(Supplied information)

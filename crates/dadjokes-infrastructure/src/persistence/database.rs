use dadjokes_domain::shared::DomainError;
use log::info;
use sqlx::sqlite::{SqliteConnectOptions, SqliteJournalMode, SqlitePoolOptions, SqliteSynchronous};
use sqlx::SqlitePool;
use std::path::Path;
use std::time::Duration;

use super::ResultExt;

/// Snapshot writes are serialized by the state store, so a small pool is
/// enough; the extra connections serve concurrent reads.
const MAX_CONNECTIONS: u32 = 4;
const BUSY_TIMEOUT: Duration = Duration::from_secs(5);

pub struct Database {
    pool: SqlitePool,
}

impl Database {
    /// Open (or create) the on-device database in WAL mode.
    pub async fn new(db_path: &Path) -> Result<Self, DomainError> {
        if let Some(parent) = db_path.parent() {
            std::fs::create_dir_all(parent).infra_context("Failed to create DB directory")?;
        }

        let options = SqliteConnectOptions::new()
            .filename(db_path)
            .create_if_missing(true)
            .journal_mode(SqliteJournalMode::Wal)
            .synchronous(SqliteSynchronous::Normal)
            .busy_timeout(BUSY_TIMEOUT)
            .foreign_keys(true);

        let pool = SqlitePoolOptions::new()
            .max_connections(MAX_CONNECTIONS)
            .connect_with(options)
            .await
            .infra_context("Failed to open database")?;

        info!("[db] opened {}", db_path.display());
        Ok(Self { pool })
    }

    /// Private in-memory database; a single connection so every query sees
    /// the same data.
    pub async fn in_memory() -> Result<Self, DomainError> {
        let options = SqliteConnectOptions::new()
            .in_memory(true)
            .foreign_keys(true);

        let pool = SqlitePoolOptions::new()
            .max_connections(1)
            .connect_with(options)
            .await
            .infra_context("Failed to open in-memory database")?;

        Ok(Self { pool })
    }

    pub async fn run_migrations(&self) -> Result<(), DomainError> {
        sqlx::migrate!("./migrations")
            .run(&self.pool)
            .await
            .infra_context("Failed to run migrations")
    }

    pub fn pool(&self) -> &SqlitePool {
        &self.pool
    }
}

(End Supplied information)

Report each line of the records that holds the word "const".

const MAX_CONNECTIONS: u32 = 4;
const BUSY_TIMEOUT: Duration = Duration::from_secs(5);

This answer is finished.